Start of Data under study
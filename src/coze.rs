use crate::classifier::KeywordEmotionClassifier;
use crate::config::CozeSettings;
use crate::emotion::{AnalysisSource, EmotionReading};
use crate::logging;
use crate::provider::{EmotionProvider, ProviderOutcome, Unavailable};
use async_trait::async_trait;
use reqwest::{Client, StatusCode};
use serde::{Deserialize, Serialize};
use std::error::Error;
use std::time::Duration;

const CHAT_COMPLETIONS_PATH: &str = "/v1/chat/completions";
const CONNECT_TIMEOUT_SECS: u64 = 10;
/// Bot-side user the diary queries are attributed to
const DIARY_USER_ID: &str = "cbt_diary_user";

#[derive(Debug, Serialize)]
struct ChatRequest<'a> {
    bot_id: &'a str,
    user_id: &'a str,
    query: String,
    stream: bool,
}

#[derive(Debug, Deserialize)]
struct ChatCompletionResponse {
    choices: Vec<Choice>,
}

#[derive(Debug, Deserialize)]
struct Choice {
    message: ResponseMessage,
}

#[derive(Debug, Deserialize)]
struct ResponseMessage {
    content: String,
}

pub struct CozeClient {
    client: Client,
    settings: CozeSettings,
}

impl CozeClient {
    pub fn new(settings: CozeSettings, timeout: Duration) -> Result<Self, reqwest::Error> {
        let client = Client::builder()
            .timeout(timeout)
            .connect_timeout(Duration::from_secs(CONNECT_TIMEOUT_SECS).min(timeout))
            .build()?;

        Ok(Self { client, settings })
    }

    pub fn is_configured(&self) -> bool {
        self.settings.is_configured()
    }

    /// Ask the bot to analyze `text`; returns the raw response body.
    pub async fn chat_completion(&self, text: &str) -> Result<String, Box<dyn Error + Send + Sync>> {
        let (api_key, bot_id) = match (&self.settings.api_key, &self.settings.bot_id) {
            (Some(key), Some(bot)) => (key, bot),
            _ => return Err("Coze credentials not configured".into()),
        };

        let request = ChatRequest {
            bot_id,
            user_id: DIARY_USER_ID,
            query: format!("请分析以下文本的情绪：{}", text),
            stream: false,
        };

        let url = format!(
            "{}{}",
            self.settings.base_url.trim_end_matches('/'),
            CHAT_COMPLETIONS_PATH
        );

        let response = self.client
            .post(&url)
            .header("Authorization", format!("Bearer {}", api_key))
            .header("Content-Type", "application/json")
            .json(&request)
            .send()
            .await?;

        if response.status() != StatusCode::OK {
            let status = response.status();
            let error_text = response.text().await.unwrap_or_default();
            return Err(format!("Coze API error ({}): {}", status, error_text).into());
        }

        Ok(response.text().await?)
    }
}

/// Pull the assistant message out of a chat completion body.
pub fn extract_reply(body: &str) -> Result<String, String> {
    let completion: ChatCompletionResponse =
        serde_json::from_str(body).map_err(|e| format!("unexpected payload: {}", e))?;

    completion.choices
        .into_iter()
        .next()
        .map(|c| c.message.content)
        .ok_or_else(|| "No choices in Coze response".to_string())
}

/// Chat replies are free text: run the keyword scan over them.
pub fn normalize_reply(reply: &str, classifier: &KeywordEmotionClassifier) -> EmotionReading {
    classifier.classify(reply).normalized()
}

/// Provider A: Coze chat bot.
pub struct CozeProvider {
    client: CozeClient,
    classifier: KeywordEmotionClassifier,
}

impl CozeProvider {
    pub fn new(settings: CozeSettings, timeout: Duration) -> Result<Self, reqwest::Error> {
        Ok(Self {
            client: CozeClient::new(settings, timeout)?,
            classifier: KeywordEmotionClassifier::new(),
        })
    }
}

#[async_trait]
impl EmotionProvider for CozeProvider {
    async fn analyze(&self, request_id: &str, text: &str) -> ProviderOutcome {
        if !self.client.is_configured() {
            return ProviderOutcome::Unavailable(Unavailable::NotConfigured);
        }

        let body = match self.client.chat_completion(text).await {
            Ok(body) => body,
            Err(e) => {
                logging::log_error(Some(request_id), &format!("Coze call failed: {}", e));
                return ProviderOutcome::Unavailable(Unavailable::Request(e.to_string()));
            }
        };

        match extract_reply(&body) {
            Ok(reply) => {
                logging::log_provider(Some(request_id), &format!("Coze replied ({} chars)", reply.chars().count()));
                ProviderOutcome::Analyzed(normalize_reply(&reply, &self.classifier))
            }
            Err(e) => {
                logging::log_error(Some(request_id), &format!("Coze response unusable: {}", e));
                ProviderOutcome::Unavailable(Unavailable::Malformed(e))
            }
        }
    }

    fn source(&self) -> AnalysisSource {
        AnalysisSource::Coze
    }

    fn name(&self) -> &str {
        "coze"
    }

    fn is_configured(&self) -> bool {
        self.client.is_configured()
    }
}
pub mod classifier;
pub mod config;
pub mod coze;
pub mod db;
pub mod emotion;
pub mod error;
pub mod game_mapping;
pub mod logging;
pub mod orchestrator;
pub mod provider;
pub mod qwen;
pub mod store;
pub mod trends;

use chrono::{Duration, Utc};
use config::AnalysisConfig;
use db::Database;
use emotion::EmotionRecord;
use error::{AnalysisError, Result};
use game_mapping::GameMapping;
use orchestrator::{BatchItem, DiaryAnalysis, EmotionAnalysisOrchestrator};
use provider::EmotionProvider;
use serde::{Deserialize, Serialize};
use std::sync::Arc;
use store::{Diary, EmotionStore};
use trends::{ImprovementStats, TrendAggregator, TrendReport};

/// Default number of history entries per page
pub const DEFAULT_PAGE_SIZE: usize = 20;
pub const MAX_PAGE_SIZE: usize = 100;
/// Characters of diary text shown in history entries
const PREVIEW_CHARS: usize = 100;
/// Window for "recent diaries" in the overview
const RECENT_DIARY_DAYS: i64 = 7;

#[derive(Debug, Clone, PartialEq, Serialize, Deserialize)]
pub struct StoredAnalysis {
    pub analysis: EmotionRecord,
    pub game_mapping: GameMapping,
}

#[derive(Debug, Clone, PartialEq, Serialize, Deserialize)]
pub struct HistoryEntry {
    #[serde(flatten)]
    pub analysis: EmotionRecord,
    /// First 100 characters of the diary, "..." appended when cut
    pub diary_content: String,
}

#[derive(Debug, Clone, PartialEq, Serialize, Deserialize)]
pub struct Pagination {
    pub page: usize,
    pub pages: usize,
    pub per_page: usize,
    pub total: usize,
    pub has_prev: bool,
    pub has_next: bool,
}

#[derive(Debug, Clone, PartialEq, Serialize, Deserialize)]
pub struct AnalysisHistory {
    pub analysis_history: Vec<HistoryEntry>,
    pub pagination: Pagination,
}

#[derive(Debug, Clone, PartialEq, Serialize, Deserialize)]
pub struct AnalysisOverview {
    pub total_diaries: usize,
    pub total_analyses: usize,
    /// Percent of diaries analyzed, one decimal
    pub analysis_coverage: f64,
    pub recent_diaries_7d: usize,
}

fn preview(content: &str) -> String {
    let mut chars = content.chars();
    let head: String = chars.by_ref().take(PREVIEW_CHARS).collect();
    if chars.next().is_some() {
        format!("{}...", head)
    } else {
        head
    }
}

fn pagination(page: usize, per_page: usize, total: usize) -> Pagination {
    let pages = (total + per_page - 1) / per_page;
    Pagination {
        page,
        pages,
        per_page,
        total,
        has_prev: page > 1,
        has_next: page < pages,
    }
}

/// Entry point for callers: diary storage, analysis and statistics behind
/// one owner-scoped API.
pub struct DiaryAnalysisService {
    db: Arc<Database>,
    orchestrator: EmotionAnalysisOrchestrator,
    trends: TrendAggregator,
}

impl DiaryAnalysisService {
    /// Open the configured database and wire the default provider chain.
    pub fn open(config: &AnalysisConfig) -> Result<Self> {
        let db = Arc::new(Database::open(&config.database_path)?);
        let orchestrator = EmotionAnalysisOrchestrator::from_config(config, db.clone())?;
        Ok(Self::assemble(db, orchestrator))
    }

    pub fn with_providers(db: Arc<Database>, providers: Vec<Box<dyn EmotionProvider>>) -> Self {
        let orchestrator = EmotionAnalysisOrchestrator::with_providers(providers, db.clone());
        Self::assemble(db, orchestrator)
    }

    fn assemble(db: Arc<Database>, orchestrator: EmotionAnalysisOrchestrator) -> Self {
        let trends = TrendAggregator::new(db.clone());
        Self { db, orchestrator, trends }
    }

    // ============ Diaries ============

    pub fn write_diary(&self, user_id: i64, content: &str) -> Result<Diary> {
        if content.trim().is_empty() {
            return Err(AnalysisError::Validation("diary content is empty".to_string()));
        }
        self.db.create_diary(user_id, content)
    }

    // ============ Analysis ============

    pub async fn analyze_diary(&self, user_id: i64, diary_id: i64) -> Result<DiaryAnalysis> {
        self.orchestrator.analyze_diary(user_id, diary_id).await
    }

    /// Stored analysis of a diary the caller owns
    pub fn get_analysis(&self, user_id: i64, diary_id: i64) -> Result<StoredAnalysis> {
        self.db
            .fetch_diary(diary_id, user_id)?
            .ok_or_else(|| AnalysisError::NotFound(format!("diary {}", diary_id)))?;

        let analysis = self
            .db
            .find_record_by_diary(diary_id)?
            .ok_or_else(|| AnalysisError::NotFound(format!("analysis for diary {}", diary_id)))?;

        Ok(StoredAnalysis {
            game_mapping: game_mapping::map_reading(&analysis.reading),
            analysis,
        })
    }

    pub async fn batch_analyze(&self, user_id: i64, diary_ids: &[i64]) -> Result<Vec<BatchItem>> {
        self.orchestrator.analyze_batch(user_id, diary_ids).await
    }

    /// One page of the caller's analyses, newest first. `limit` is clamped to 1..=100.
    pub fn analysis_history(&self, user_id: i64, page: usize, limit: Option<usize>) -> Result<AnalysisHistory> {
        if page == 0 {
            return Err(AnalysisError::Validation("page starts at 1".to_string()));
        }
        let per_page = limit.unwrap_or(DEFAULT_PAGE_SIZE).clamp(1, MAX_PAGE_SIZE);

        let offset = (page - 1)
            .checked_mul(per_page)
            .filter(|offset| i64::try_from(*offset).is_ok())
            .ok_or_else(|| AnalysisError::Validation(format!("page {} is out of range", page)))?;

        let (rows, total) = self.db.analysis_page(user_id, offset, per_page)?;
        let analysis_history = rows
            .into_iter()
            .map(|(analysis, content)| HistoryEntry {
                analysis,
                diary_content: preview(&content),
            })
            .collect();

        Ok(AnalysisHistory {
            analysis_history,
            pagination: pagination(page, per_page, total),
        })
    }

    // ============ Statistics ============

    pub fn emotion_trend(&self, user_id: i64, days: u32) -> Result<TrendReport> {
        self.trends.trend(user_id, days)
    }

    pub fn improvement_rate(&self, user_id: i64) -> Result<f64> {
        self.trends.improvement_rate(user_id)
    }

    pub fn improvement_stats(&self, user_id: i64) -> Result<ImprovementStats> {
        self.trends.improvement_stats(user_id)
    }

    pub fn analysis_overview(&self, user_id: i64) -> Result<AnalysisOverview> {
        let total_diaries = self.db.count_diaries(user_id, None)?;
        let total_analyses = self.db.count_records(user_id)?;
        let recent_diaries_7d = self
            .db
            .count_diaries(user_id, Some(Utc::now() - Duration::days(RECENT_DIARY_DAYS)))?;

        let analysis_coverage = if total_diaries > 0 {
            (total_analyses as f64 / total_diaries as f64 * 1000.0).round() / 10.0
        } else {
            0.0
        };

        Ok(AnalysisOverview {
            total_diaries,
            total_analyses,
            analysis_coverage,
            recent_diaries_7d,
        })
    }
}

#[cfg(test)]
mod tests {
    use super::*;
    use crate::emotion::{AnalysisSource, Emotion};

    fn service() -> DiaryAnalysisService {
        let db = Arc::new(Database::open_in_memory().unwrap());
        DiaryAnalysisService::with_providers(db, Vec::new())
    }

    #[test]
    fn test_preview_cuts_on_characters() {
        assert_eq!(preview("短文"), "短文");
        let long: String = std::iter::repeat('情').take(101).collect();
        let cut = preview(&long);
        assert!(cut.ends_with("..."));
        assert_eq!(cut.chars().count(), 103);
        let exact: String = std::iter::repeat('a').take(100).collect();
        assert_eq!(preview(&exact), exact);
    }

    #[test]
    fn test_pagination_metadata() {
        let p = pagination(2, 20, 45);
        assert_eq!(p.pages, 3);
        assert!(p.has_prev && p.has_next);

        let last = pagination(3, 20, 45);
        assert!(!last.has_next);

        let empty = pagination(1, 20, 0);
        assert_eq!(empty.pages, 0);
        assert!(!empty.has_prev && !empty.has_next);
    }

    #[tokio::test]
    async fn test_get_analysis_requires_owner_and_record() {
        let service = service();
        let diary = service.write_diary(1, "今天很开心，也很满足").unwrap();

        assert!(matches!(service.get_analysis(1, diary.id), Err(AnalysisError::NotFound(_))));

        let analyzed = service.analyze_diary(1, diary.id).await.unwrap();
        assert_eq!(analyzed.record.source, AnalysisSource::Fallback);

        let stored = service.get_analysis(1, diary.id).unwrap();
        assert_eq!(stored.analysis, analyzed.record);
        assert_eq!(stored.analysis.reading.overall_emotion, Emotion::Happy);
        assert!(matches!(service.get_analysis(2, diary.id), Err(AnalysisError::NotFound(_))));
    }

    #[tokio::test]
    async fn test_history_pages_newest_first() {
        let service = service();
        let mut ids = Vec::new();
        for i in 0..3 {
            let diary = service.write_diary(1, &format!("第{}天，心情平静", i)).unwrap();
            service.analyze_diary(1, diary.id).await.unwrap();
            ids.push(diary.id);
        }

        let first = service.analysis_history(1, 1, Some(2)).unwrap();
        assert_eq!(first.analysis_history.len(), 2);
        assert_eq!(first.pagination.total, 3);
        assert_eq!(first.pagination.pages, 2);
        assert!(first.pagination.has_next);

        let second = service.analysis_history(1, 2, Some(2)).unwrap();
        assert_eq!(second.analysis_history.len(), 1);
        assert_eq!(second.analysis_history[0].analysis.diary_id, ids[0]);

        let clamped = service.analysis_history(1, 1, Some(0)).unwrap();
        assert_eq!(clamped.pagination.per_page, 1);
        assert_eq!(service.analysis_history(1, 1, Some(500)).unwrap().pagination.per_page, MAX_PAGE_SIZE);
        assert!(matches!(service.analysis_history(1, 0, None), Err(AnalysisError::Validation(_))));
        assert!(matches!(
            service.analysis_history(1, usize::MAX / 2, Some(100)),
            Err(AnalysisError::Validation(_))
        ));

        let beyond = service.analysis_history(1, 50, Some(2)).unwrap();
        assert!(beyond.analysis_history.is_empty());
        assert_eq!(beyond.pagination.total, 3);
    }

    #[tokio::test]
    async fn test_overview_coverage() {
        let service = service();
        assert_eq!(service.analysis_overview(1).unwrap().analysis_coverage, 0.0);

        let ids: Vec<i64> = ["开心", "难过", "平静"]
            .iter()
            .map(|content| service.write_diary(1, content).unwrap().id)
            .collect();
        service.analyze_diary(1, ids[0]).await.unwrap();

        let overview = service.analysis_overview(1).unwrap();
        assert_eq!(overview.total_diaries, 3);
        assert_eq!(overview.total_analyses, 1);
        assert_eq!(overview.analysis_coverage, 33.3);
        assert_eq!(overview.recent_diaries_7d, 3);
    }

    #[test]
    fn test_empty_diary_rejected() {
        assert!(matches!(service().write_diary(1, "   "), Err(AnalysisError::Validation(_))));
    }
}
End of Data under study
### Directions for this task
All that is wanted is a faithful reproduction of the line above with "Some(Utc::now() - Duration::days(RECENT_DIARY_DAYS)))?;", the line with "let empty = pagination(1, 20, 0);", and every line in between.

### Answer for this exercise
            .count_diaries(user_id, Some(Utc::now() - Duration::days(RECENT_DIARY_DAYS)))?;

        let analysis_coverage = if total_diaries > 0 {
            (total_analyses as f64 / total_diaries as f64 * 1000.0).round() / 10.0
        } else {
            0.0
        };

        Ok(AnalysisOverview {
            total_diaries,
            total_analyses,
            analysis_coverage,
            recent_diaries_7d,
        })
    }
}

#[cfg(test)]
mod tests {
    use super::*;
    use crate::emotion::{AnalysisSource, Emotion};

    fn service() -> DiaryAnalysisService {
        let db = Arc::new(Database::open_in_memory().unwrap());
        DiaryAnalysisService::with_providers(db, Vec::new())
    }

    #[test]
    fn test_preview_cuts_on_characters() {
        assert_eq!(preview("短文"), "短文");
        let long: String = std::iter::repeat('情').take(101).collect();
        let cut = preview(&long);
        assert!(cut.ends_with("..."));
        assert_eq!(cut.chars().count(), 103);
        let exact: String = std::iter::repeat('a').take(100).collect();
        assert_eq!(preview(&exact), exact);
    }

    #[test]
    fn test_pagination_metadata() {
        let p = pagination(2, 20, 45);
        assert_eq!(p.pages, 3);
        assert!(p.has_prev && p.has_next);

        let last = pagination(3, 20, 45);
        assert!(!last.has_next);

        let empty = pagination(1, 20, 0);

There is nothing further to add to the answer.